The date: Friday, June 17, 2016. The hour: Just after 10:30 a.m. Even this early in the morning, the sun radiates on this shiny Florida day. A large crowd—we’re talking huge—is gathered in front of the spires of Cinderella Castle, its masses extended into the Hub and beyond the Partners statue. Many have Starbucks drinks in hand. Most have, at some point, filmed a 360-degree view of the crowd to immediately post to their Snapchat story. Some even proudly wear buttons exclaiming “I’m Celebrating: MRFF!” A small group near the front is donned in purple cast/crew t-shirts. Higher-ups in formal attire can be spotted along the sidelines. Yes, this is an important day here in the Magic Kingdom Park. Something is about to happen in this space for the very first time. At long last, the fluttering sound of a harp succeeded by loud trumpet blasts fill the air; the massive crowd gathered loses its mind with cheers and shouts. “Lords and ladies, princes and princesses: Come one, come all to the Royal Friendship Faire!” And just like that, the world’s most popular theme park welcomes its first new daytime castle show in ten years: Mickey’s Royal Friendship Faire.
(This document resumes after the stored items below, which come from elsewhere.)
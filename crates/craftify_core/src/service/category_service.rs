//! Category use-case service.
//!
//! # Responsibility
//! - Provide list/get/create/rename/delete entry points for categories.
//! - Apply the category usage policy before deletion.
//!
//! # Invariants
//! - Rename requires a current version token.
//! - Delete of an in-use category fails with `InUse` unless forced.
//! - Log events carry identifiers and outcome codes only, never names.

use crate::config::EngineConfig;
use crate::model::category::{Category, CategoryId, CategoryPayload};
use crate::model::text::eq_ignore_case;
use crate::query::{run_query, CategoryListQuery, Page};
use crate::repo::category_repo::CategoryRepository;
use crate::repo::concurrency::Precondition;
use crate::repo::error::{StoreError, StoreResult};
use log::{info, warn};

/// Decides whether a category is still referenced and must not be deleted.
pub trait CategoryUsagePolicy: Send + Sync {
    fn in_use(&self, category: &Category) -> bool;
}

/// Treats a fixed set of names (case-insensitive) as always referenced.
#[derive(Debug, Clone, Default, PartialEq, Eq)]
pub struct ReservedNamePolicy {
    names: Vec<String>,
}

impl ReservedNamePolicy {
    pub fn new(names: Vec<String>) -> Self {
        Self { names }
    }

    pub fn from_config(config: &EngineConfig) -> Self {
        Self::new(config.reserved_category_names().to_vec())
    }
}

impl CategoryUsagePolicy for ReservedNamePolicy {
    fn in_use(&self, category: &Category) -> bool {
        self.names
            .iter()
            .any(|name| eq_ignore_case(name, &category.name))
    }
}

/// Use-case service wrapper for category operations.
pub struct CategoryService<R: CategoryRepository> {
    repo: R,
    config: EngineConfig,
    usage: Box<dyn CategoryUsagePolicy>,
}

impl<R: CategoryRepository> CategoryService<R> {
    /// Creates a service with default configuration.
    pub fn new(repo: R) -> Self {
        Self::with_config(repo, EngineConfig::default())
    }

    /// Creates a service whose usage policy reserves the configured names.
    pub fn with_config(repo: R, config: EngineConfig) -> Self {
        let usage = Box::new(ReservedNamePolicy::from_config(&config));
        Self {
            repo,
            config,
            usage,
        }
    }

    /// Replaces the deletion guard.
    pub fn with_usage_policy(mut self, usage: impl CategoryUsagePolicy + 'static) -> Self {
        self.usage = Box::new(usage);
        self
    }

    pub fn config(&self) -> &EngineConfig {
        &self.config
    }

    /// Lists categories through the query pipeline.
    pub fn list_categories(&self, query: &CategoryListQuery) -> Page<Category> {
        run_query(self.repo.snapshot(), query, &self.config)
    }

    /// Gets one category by id.
    ///
    /// # Errors
    /// - `NotFound` when no category has this id.
    pub fn get_category(&self, id: CategoryId) -> StoreResult<Category> {
        self.repo
            .get_category(id)
            .ok_or_else(|| StoreError::NotFound(id.to_string()))
    }

    /// Creates a category at version 0.
    ///
    /// # Errors
    /// - `Validation` for a missing, blank or overlong name.
    /// - `Conflict` when the name is taken, ignoring case.
    pub fn create_category(&self, payload: &CategoryPayload) -> StoreResult<Category> {
        let result = self.repo.create_category(payload);
        match &result {
            Ok(category) => info!(
                "event=category_create module=service status=ok id={} version={}",
                category.id, category.version
            ),
            Err(err) => warn!(
                "event=category_create module=service status=error code={}",
                err.code()
            ),
        }
        result
    }

    /// Renames a category when `if_match` carries its current token.
    ///
    /// # Errors
    /// - `NotFound`, then `PreconditionFailed`, then `Validation`, then
    ///   `Conflict`, in that order of checking.
    pub fn rename_category(
        &self,
        id: CategoryId,
        if_match: Option<&str>,
        payload: &CategoryPayload,
    ) -> StoreResult<Category> {
        let result = self
            .repo
            .rename_category(id, Precondition::IfMatch(if_match), payload);
        match &result {
            Ok(category) => info!(
                "event=category_rename module=service status=ok id={} version={}",
                category.id, category.version
            ),
            Err(err) => warn!(
                "event=category_rename module=service status=error id={} code={}",
                id,
                err.code()
            ),
        }
        result
    }

    /// Deletes a category. `force` skips the usage policy.
    ///
    /// # Errors
    /// - `NotFound` when no category has this id.
    /// - `InUse` when the policy reports the category as referenced.
    pub fn delete_category(&self, id: CategoryId, force: bool) -> StoreResult<Category> {
        let usage = self.usage.as_ref();
        let guard = |category: &Category| -> StoreResult<()> {
            if !force && usage.in_use(category) {
                return Err(StoreError::InUse(category.name.clone()));
            }
            Ok(())
        };
        let result = self.repo.delete_category(id, &guard);
        match &result {
            Ok(_) => info!(
                "event=category_delete module=service status=ok id={} force={}",
                id, force
            ),
            Err(err) => warn!(
                "event=category_delete module=service status=error id={} code={}",
                id,
                err.code()
            ),
        }
        result
    }
}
In the new show, Mickey Mouse and friends prepare for the Friendship Faire, what seems to be an annual occasion of hosting new friends from distant lands in the name of unity through diversity. Here’s what makes the show a classic experience that defines what the very word “Disney” means.


Mickey's-Royal-Friendship-Faire1. It welcomes a new generation of characters to the Disney family.
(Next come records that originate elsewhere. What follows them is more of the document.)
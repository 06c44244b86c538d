//! CLI smoke entry point.
//!
//! # Responsibility
//! - Wire logging, stores, services and demo data the way a host process would.
//! - Print a deterministic listing for quick local sanity checks.

use craftify_core::{
    default_log_level, init_logging, seed_demo_data, CategoryListQuery, CategoryService,
    EngineConfig, InMemoryCategoryRepository, InMemoryItemRepository, ItemListQuery, ItemService,
};
use log::{info, warn};
use std::process::ExitCode;
use std::sync::Arc;

fn main() -> ExitCode {
    let log_dir = std::env::temp_dir().join("craftify-cli-logs");
    match log_dir.to_str() {
        Some(dir) => {
            if let Err(err) = init_logging(default_log_level(), dir) {
                eprintln!("logging disabled: {err}");
            }
        }
        None => eprintln!("logging disabled: temp dir is not valid UTF-8"),
    }

    info!(
        "event=cli_start module=cli status=ok version={}",
        env!("CARGO_PKG_VERSION")
    );
    println!("craftify version={}", env!("CARGO_PKG_VERSION"));

    let config = EngineConfig::default();
    let categories = CategoryService::with_config(
        Arc::new(InMemoryCategoryRepository::new()),
        config.clone(),
    );
    let items = ItemService::with_config(
        Arc::new(InMemoryItemRepository::with_code_prefix(
            config.item_code_prefix(),
        )),
        config,
    );

    let summary = match seed_demo_data(&categories, &items) {
        Ok(summary) => summary,
        Err(err) => {
            warn!("event=cli_seed module=cli status=error code={}", err.code());
            eprintln!("seeding failed: {err}");
            return ExitCode::FAILURE;
        }
    };
    info!(
        "event=cli_seed module=cli status=ok categories={} items={}",
        summary.categories, summary.items
    );

    let category_page = categories.list_categories(&CategoryListQuery::default());
    println!(
        "categories total={} sort={}",
        category_page.total_elements, category_page.sort
    );
    for category in &category_page.content {
        println!("  {} etag={}", category.name, category.version.entity_tag());
    }

    let item_page = items.list_items(&ItemListQuery {
        sort: Some("code,asc".to_string()),
        ..ItemListQuery::default()
    });
    println!(
        "items total={} pages={} sort={}",
        item_page.total_elements, item_page.total_pages, item_page.sort
    );
    for item in &item_page.content {
        println!(
            "  {} {} [{}] {} {}",
            item.code, item.name, item.status, item.category_name, item.uom_base
        );
    }

    ExitCode::SUCCESS
}
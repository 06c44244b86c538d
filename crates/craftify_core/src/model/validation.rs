//! Field-level validation errors for write payloads.
//!
//! # Invariants
//! - Text inputs are trimmed before any length check.
//! - Lengths are measured in Unicode scalar values, not bytes.

use std::error::Error;
use std::fmt::{Display, Formatter};

/// Why one field was rejected.
#[derive(Debug, Clone, Copy, PartialEq, Eq)]
pub enum ValidationReason {
    /// Field is required but absent.
    Missing,
    /// Field is present but empty after trimming.
    Blank,
    /// Field exceeds its declared length.
    TooLong { max_chars: usize },
    /// Numeric value is outside its declared range.
    OutOfRange,
    /// Field cannot change after creation.
    Immutable,
}

/// Rejected payload field, named as it appears on the wire.
#[derive(Debug, Clone, PartialEq, Eq)]
pub struct ValidationError {
    pub field: &'static str,
    pub reason: ValidationReason,
}

impl ValidationError {
    pub fn new(field: &'static str, reason: ValidationReason) -> Self {
        Self { field, reason }
    }
}

impl Display for ValidationError {
    fn fmt(&self, f: &mut Formatter<'_>) -> std::fmt::Result {
        let field = self.field;
        match self.reason {
            ValidationReason::Missing => write!(f, "`{field}` is required"),
            ValidationReason::Blank => write!(f, "`{field}` must not be blank"),
            ValidationReason::TooLong { max_chars } => {
                write!(f, "`{field}` must be at most {max_chars} characters")
            }
            ValidationReason::OutOfRange => write!(f, "`{field}` is out of range"),
            ValidationReason::Immutable => write!(f, "`{field}` cannot be changed"),
        }
    }
}

impl Error for ValidationError {}

/// Trims a required text field and enforces its maximum length.
pub(crate) fn require_text(
    field: &'static str,
    value: Option<&str>,
    max_chars: usize,
) -> Result<String, ValidationError> {
    let value = value.ok_or(ValidationError::new(field, ValidationReason::Missing))?;
    let trimmed = value.trim();
    if trimmed.is_empty() {
        return Err(ValidationError::new(field, ValidationReason::Blank));
    }
    check_length(field, trimmed, max_chars)?;
    Ok(trimmed.to_string())
}

/// Trims an optional text field; blank input collapses to `None`.
pub(crate) fn optional_text(
    field: &'static str,
    value: Option<&str>,
    max_chars: usize,
) -> Result<Option<String>, ValidationError> {
    match value.map(str::trim) {
        None | Some("") => Ok(None),
        Some(trimmed) => {
            check_length(field, trimmed, max_chars)?;
            Ok(Some(trimmed.to_string()))
        }
    }
}

fn check_length(field: &'static str, value: &str, max_chars: usize) -> Result<(), ValidationError> {
    if value.chars().count() > max_chars {
        return Err(ValidationError::new(
            field,
            ValidationReason::TooLong { max_chars },
        ));
    }
    Ok(())
}

#[cfg(test)]
mod tests {
    use super::{optional_text, require_text, ValidationReason};

    #[test]
    fn require_text_trims_and_rejects_blank_or_missing() {
        assert_eq!(require_text("name", Some("  Bolt  "), 10).unwrap(), "Bolt");

        let blank = require_text("name", Some("   "), 10).unwrap_err();
        assert_eq!(blank.reason, ValidationReason::Blank);

        let missing = require_text("name", None, 10).unwrap_err();
        assert_eq!(missing.reason, ValidationReason::Missing);
        assert_eq!(missing.to_string(), "`name` is required");
    }

    #[test]
    fn length_is_counted_in_characters() {
        assert!(require_text("uomBase", Some("ééé"), 3).is_ok());
        let err = require_text("uomBase", Some("éééé"), 3).unwrap_err();
        assert_eq!(err.reason, ValidationReason::TooLong { max_chars: 3 });
    }

    #[test]
    fn optional_text_collapses_blank_to_none() {
        assert_eq!(optional_text("description", Some("  "), 5).unwrap(), None);
        assert_eq!(optional_text("description", None, 5).unwrap(), None);
        assert_eq!(
            optional_text("description", Some(" ok "), 5).unwrap(),
            Some("ok".to_string())
        );
    }
}
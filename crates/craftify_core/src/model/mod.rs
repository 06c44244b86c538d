//! Domain model for catalog categories and inventory items.
//!
//! # Responsibility
//! - Define the canonical records stored by the in-memory repositories.
//! - Define write payloads and their validation/normalization rules.
//!
//! # Invariants
//! - Every record carries a `Version` that starts at 0 and grows by exactly 1
//!   on each successful mutation.
//! - Mutations never edit a stored record in place; they build a new value.
//! - Deletion is immediate; there are no tombstones.

pub mod category;
pub mod item;
pub mod record;
pub mod text;
pub mod validation;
The expansive library of Disney characters has always cross-pollinated in terms of treating its fictional stars as part of one universe, despite contradictions of locale or even time period. Therefore, we don’t question or even think twice when Tiana, a heroine from 1920s New Orleans, ascends to the stage of a European medieval castle because she was invited by Goofy, a cartoon character who hails from the imaginary Toontown.

It’s fascinating and exciting to see these personalities collide and interact. And this time around, it’s all characters from recent Disney hits rather than time-tested legends. While Mickey and the gang have hosting duties as usual, their guests are from the string of films known as the Disney Revival: The Princess and the Frog (2009), Tangled (2010), and Frozen (2013).

While an initial reaction might be to dismiss the new and wish for the old, there is also intrigue in discovering the merit of this recent resurgence of Disney Animation. For one, the fact that a show can rely entirely on new characters is a relieving testament to the current state of Walt Disney Animation Studios, who for a period before these films’ releases was not doing well. The idea of audiences embracing newer characters enough to merit their own show at a venue as distinguished as Cinderella Castle is impressive and welcome. Tiana’s name isn’t even spoken at her arrival; all we hear is one note of jazz, and yet we immediately know who’s here, and accordingly the crowd becomes aglow with excitement. A note of music is iconic of one character. That’s neat. There is a certain self-awareness on Disney’s part in that it knows these characters are still somewhat new, and that this show may be the first time some audience members have ever seen them, and as such does a smart job at building anticipation for each character reveal.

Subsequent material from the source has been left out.